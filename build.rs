fn main() {
    // Re-run if git HEAD changes (new commits, checkouts, etc.)
    println!("cargo:rerun-if-changed=.git/HEAD");
    println!("cargo:rerun-if-changed=.git/refs/");

    let hash = std::process::Command::new("git")
        .args(["rev-parse", "--short", "HEAD"])
        .output()
        .ok()
        .filter(|o| o.status.success())
        .map(|o| String::from_utf8_lossy(&o.stdout).trim().to_string())
        .unwrap_or_default();

    let on_tag = std::process::Command::new("git")
        .args(["describe", "--exact-match", "--tags", "HEAD"])
        .output()
        .ok()
        .is_some_and(|o| o.status.success());

    println!("cargo:rustc-env=GIT_HASH={hash}");
    println!("cargo:rustc-env=ON_RELEASE_TAG={on_tag}");
}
-- -- --
PROMPT :: Copy all lines from the material that hold "cargo".

SOLUTION TO THIS PROBLEM ::
    println!("cargo:rerun-if-changed=.git/HEAD");
    println!("cargo:rerun-if-changed=.git/refs/");
    println!("cargo:rustc-env=GIT_HASH={hash}");
    println!("cargo:rustc-env=ON_RELEASE_TAG={on_tag}");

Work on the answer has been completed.